I am more concerned with lack of sanitation than lack of safety gear. That brings us to this question of – Why are people defecating in open inside IIT campus? My guess it this. When the contractor hires temporary / migrant workers to do the job, he does not account for the proper living conditions and facilities. These workers are compelled to live in shanty houses or tents without basic amenities like water, toilets, and electricity. Contractor either makes more money by not paying for these services or charges less money and hence appears competitive by not providing these basic services to his workers. The administrators at IIT Delhi, one of the technologically forward institutes in the country, should insist on providing better living conditions to these informal workers inside its campus.
What is the result of all this? Ordinary public thinks of migrant workers as dirty and shameless people. While the reality of the situation is that these people want to live a life of hygiene and dignity. But it comes at a cost. Construction and maintenance of toilets costs money, washing and bathing costs too – cost of water, cost of storage container, cost of soap, and cost of the washroom structure itself. The builder is not willing to pay that cost. The helplessness of the workers makes them take up jobs even if those jobs don’t provide any basic services.

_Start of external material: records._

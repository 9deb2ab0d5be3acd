//! Import directory (`IMAGE_IMPORT_DESCRIPTOR`) and thunk tables.

use crate::endian;
use crate::error::{PexpError, Result};
use crate::image::Bitness;
use crate::offset::{NativeOffset, Pointed, VirtualOffset};
use crate::store::ByteStore;

pub(crate) const IMPORT_DESCRIPTOR_SIZE: usize = 20;

/// One entry of the import directory, one per imported DLL.
#[derive(Debug, Clone, Copy, PartialEq, Eq, Default)]
pub struct ImportDescriptor {
    /// Aliased with `characteristics` on the first descriptor, as in the
    /// original; this crate always reads it as the thunk RVA.
    pub original_first_thunk: u32,
    pub time_date_stamp: u32,
    pub forwarder_chain: u32,
    pub name: u32,
    pub first_thunk: u32,
}

impl ImportDescriptor {
    fn is_zero(&self) -> bool {
        *self == ImportDescriptor::default()
    }
}

pub(crate) fn read_import_descriptor<S: ByteStore, O: NativeOffset>(
    store: &S,
    offset: O,
) -> Result<ImportDescriptor> {
    let mut buf = [0u8; IMPORT_DESCRIPTOR_SIZE];
    let got = store.read(offset.value() as u64, &mut buf);
    if got < buf.len() {
        return Err(PexpError::MalformedImage {
            offset: offset.value(),
            expected: buf.len(),
            got,
        });
    }
    Ok(ImportDescriptor {
        original_first_thunk: endian::u32(&buf[0..]),
        time_date_stamp: endian::u32(&buf[4..]),
        forwarder_chain: endian::u32(&buf[8..]),
        name: endian::u32(&buf[12..]),
        first_thunk: endian::u32(&buf[16..]),
    })
}

pub(crate) fn is_zero_descriptor(d: &ImportDescriptor) -> bool {
    d.is_zero()
}

/// One import-address-table / import-lookup-table slot.
///
/// The original unions `forwarder_string`/`function`/`ordinal`/
/// `address_of_data` over a single platform-word; this crate only needs the
/// raw word to classify and read through it, so it keeps just that.
#[derive(Debug, Clone, Copy, PartialEq, Eq)]
pub struct ThunkData {
    pub raw: u64,
}

pub(crate) fn read_thunk_data<S: ByteStore, O: NativeOffset>(
    store: &S,
    offset: O,
    bitness: Bitness,
) -> Result<ThunkData> {
    let width = bitness.word_size();
    let mut buf = [0u8; 8];
    let got = store.read(offset.value() as u64, &mut buf[..width]);
    if got < width {
        return Err(PexpError::MalformedImage {
            offset: offset.value(),
            expected: width,
            got,
        });
    }
    let raw = if width == 4 { endian::u32(&buf) as u64 } else { endian::u64(&buf) };
    Ok(ThunkData { raw })
}

pub(crate) fn thunk_is_zero(t: &ThunkData) -> bool {
    t.raw == 0
}

/// One resolved entry of an import descriptor's thunk table.
#[derive(Debug, Clone, PartialEq, Eq)]
pub enum ImportEntry {
    Named(Pointed<VirtualOffset, String>),
    Unnamed(u32),
}

/// Classifies a raw thunk as named or ordinal-only.
///
/// Grounded on `thunk_data_to_import_entry_transformer` in
/// `import_descriptor_facade.hpp`: the high bit of the platform word (bit 31
/// for PE32, bit 63 for PE32+) flags an ordinal import; everything else is
/// an RVA to an `ImportByName` record (a `WORD` hint followed by the name).
pub(crate) fn ordinal_flag(bitness: Bitness) -> u64 {
    1u64 << (bitness.bits() - 1)
}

The hot and humid climate of Delhi is a killer. I am staying in one of the boys hostels. A fan inside a badly ventilated room does not provide any respite from the heat of Delhi and IIT students are not allowed to have coolers (not AC) inside their rooms, unless you bribe the security. If a student cannot sleep well at night, he cannot be alert and productive in class during the day. But that room is any time better than the tents in which those workers are living in this heat. The bathrooms of the hostels with broken doors and dysfunctional taps are any time better than defecating in open. I am grateful for what I have but I am deeply troubled by what is provided to the workers inside the campus.

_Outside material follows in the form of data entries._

//! `FileHeader::characteristics` flags.

use bitflags::bitflags;

bitflags! {
    /// Grounded on `peplus::FileCharacteristics` (`headers.hpp`).
    #[derive(Debug, Clone, Copy, PartialEq, Eq)]
    pub struct FileCharacteristics: u16 {
        const RELOCS_STRIPPED         = 0x0001;
        const EXECUTABLE_IMAGE        = 0x0002;
        const LINE_NUMS_STRIPPED      = 0x0004;
        const LOCAL_SYMS_STRIPPED     = 0x0008;
        const AGGRESSIVE_WS_TRIM      = 0x0010;
        const LARGE_ADDRESS_AWARE     = 0x0020;
        const BYTES_RESERVED_LO       = 0x0080;
        const MACHINE_32BIT           = 0x0100;
        const DEBUG_STRIPPED          = 0x0200;
        const REMOVABLE_RUN_FROM_SWAP = 0x0400;
        const NET_RUN_FROM_SWAP       = 0x0800;
        const SYSTEM                  = 0x1000;
        const DLL                     = 0x2000;
        const UP_SYSTEM_ONLY          = 0x4000;
        const BYTES_REVERSED_HI       = 0x8000;
    }
}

Apathy is deeply embedded in Indian society and IIT administration is no exception to that. The double standards of Indian government is appallingly visible in its own institutions. At one end, the government talks about safety regulations and total sanitation campaigns. At the other end, the same government is not providing any basic facilities or safety gear to the construction workers working inside its own premises.
I don’t know what happens in other government projects. But I am deeply disappointed with IIT Delhi. A premier institute in the country should know better and set an example for rest of the country. Every human being has the right to be treated with dignity. Exploiting the helplessness of the lower class in a society is social and political, tyranny.

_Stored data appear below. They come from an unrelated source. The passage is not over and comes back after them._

//! Thread-local storage directory (`IMAGE_TLS_DIRECTORY`).

use crate::endian;
use crate::error::{PexpError, Result};
use crate::image::Bitness;
use crate::offset::NativeOffset;
use crate::store::ByteStore;

/// `TlsDirectory<32>`/`TlsDirectory<64>` fields, generic over the
/// platform-word type the same way [`crate::headers::OptionalHeaderFields`]
/// is.
#[derive(Debug, Clone, Copy, PartialEq, Eq)]
pub struct TlsDirectory<W> {
    pub start_address_of_raw_data: W,
    pub end_address_of_raw_data: W,
    pub address_of_index: W,
    pub address_of_callbacks: W,
    pub size_of_zero_fill: u32,
    pub characteristics: u32,
}

impl<W> TlsDirectory<W> {
    /// The 4-bit alignment field packed into `characteristics` bits 20..24
    /// (the original's anonymous bitfield union member).
    pub fn alignment(&self) -> u32 {
        (self.characteristics >> 20) & 0xf
    }
}

pub(crate) fn size_of_tls_directory(bitness: Bitness) -> usize {
    bitness.word_size() * 4 + 8
}

pub(crate) fn read_tls_directory32<S: ByteStore, O: NativeOffset>(
    store: &S,
    offset: O,
) -> Result<TlsDirectory<u32>> {
    let size = size_of_tls_directory(Bitness::P32);
    let mut buf = vec![0u8; size];
    let got = store.read(offset.value() as u64, &mut buf);
    if got < buf.len() {
        return Err(PexpError::MalformedImage {
            offset: offset.value(),
            expected: buf.len(),
            got,
        });
    }
    Ok(TlsDirectory {
        start_address_of_raw_data: endian::u32(&buf[0..]),
        end_address_of_raw_data: endian::u32(&buf[4..]),
        address_of_index: endian::u32(&buf[8..]),
        address_of_callbacks: endian::u32(&buf[12..]),
        size_of_zero_fill: endian::u32(&buf[16..]),
        characteristics: endian::u32(&buf[20..]),
    })
}

pub(crate) fn read_tls_directory64<S: ByteStore, O: NativeOffset>(
    store: &S,
    offset: O,
) -> Result<TlsDirectory<u64>> {
    let size = size_of_tls_directory(Bitness::P64);
    let mut buf = vec![0u8; size];
    let got = store.read(offset.value() as u64, &mut buf);
    if got < buf.len() {
        return Err(PexpError::MalformedImage {
            offset: offset.value(),
            expected: buf.len(),
            got,
        });
    }
    Ok(TlsDirectory {
        start_address_of_raw_data: endian::u64(&buf[0..]),
        end_address_of_raw_data: endian::u64(&buf[8..]),
        address_of_index: endian::u64(&buf[16..]),
        address_of_callbacks: endian::u64(&buf[24..]),
        size_of_zero_fill: endian::u32(&buf[32..]),
        characteristics: endian::u32(&buf[36..]),
    })
}

/// Either bitness's TLS directory, as returned by
/// [`crate::image::Image::tls_directory`].
#[derive(Debug, Clone, Copy, PartialEq, Eq)]
pub enum AnyTlsDirectory {
    P32(TlsDirectory<u32>),
    P64(TlsDirectory<u64>),
}

impl AnyTlsDirectory {
    pub fn address_of_callbacks(&self) -> u64 {
        match self {
            AnyTlsDirectory::P32(d) => d.address_of_callbacks as u64,
            AnyTlsDirectory::P64(d) => d.address_of_callbacks,
        }
    }

    pub fn alignment(&self) -> u32 {
        match self {
            AnyTlsDirectory::P32(d) => d.alignment(),
            AnyTlsDirectory::P64(d) => d.alignment(),
        }
    }
}

#[cfg(test)]
mod tests {
    use super::*;

    #[test]
    fn alignment_reads_the_packed_bitfield() {
        // reserved_0: 20 bits, alignment: 4 bits, reserved_1: 8 bits
        let dir = TlsDirectory {
            start_address_of_raw_data: 0u32,
            end_address_of_raw_data: 0,
            address_of_index: 0,
            address_of_callbacks: 0,
            size_of_zero_fill: 0,
            characteristics: 9 << 20,
        };
        assert_eq!(dir.alignment(), 9);
    }
}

Upset with the situation, I started walking out. I stumbled across a woman preparing pakoras.
“They smell good. I am sure lunch is going to be delicious” I said peering through the tent.
“Come, eat with us,” she invited me with a bright smile on her face.
“No no, my friends are waiting for me. But thanks”
I started walking towards the entrance of the camp and I saw a guy carving a lotus out of a sheet of foam. Two kids were staring at the process with complete concentration.
“Wow, that looks beautiful. Who is this for?” I asked. The kid standing next to the guy raised his hand. Another kid ran inside the house and fetched a large bird.
“Look at the peacock he made for me,” said the kid raising his hands to show me the bird. His prideful face was hiding behind the bird.
“It’s so big and colourful,” I replied.
“Oh it’s getting late. I should go and get something to eat,” I said looking at my watch.
“Why go somewhere, eat with us!” the kids said earnestly
Please watch the below video and make a note of your reaction.
Either you were amused by it or you felt a pain deep inside your heart.
Who are the people who pee in public? It’s mostly the people who work in the informal sector i.e. people who don’t work in offices or inside any building for eight hours. 94% of India’s workforce is linked to informal sector which includes construction workers, rickshaws pullers, coolies, courier boys, drivers, roadside vendors ( the list is endless) . The people who laugh (mock?) in the above video might not have engaged themselves in any activity that keeps them outdoor 8-10 hours in a day. They all appear to be either middle or upper class Indians who have the luxury of toilet access both at their residence and workplace. If empathetic enough, one can see harassment, borderline violence rather, in the above video instead of the intended amusement.
In a country with 400 million people working in un-organized sector, public toilets must be found within minutes of walking distance. The problem with urban India is that sanitation is never a priority. The municipality or corporation has no pressure from the public, especially middle class and upper class, to maintain the existing toilets, and has no money to buy/rent space in a newly developed financial neighbourhood to install toilets.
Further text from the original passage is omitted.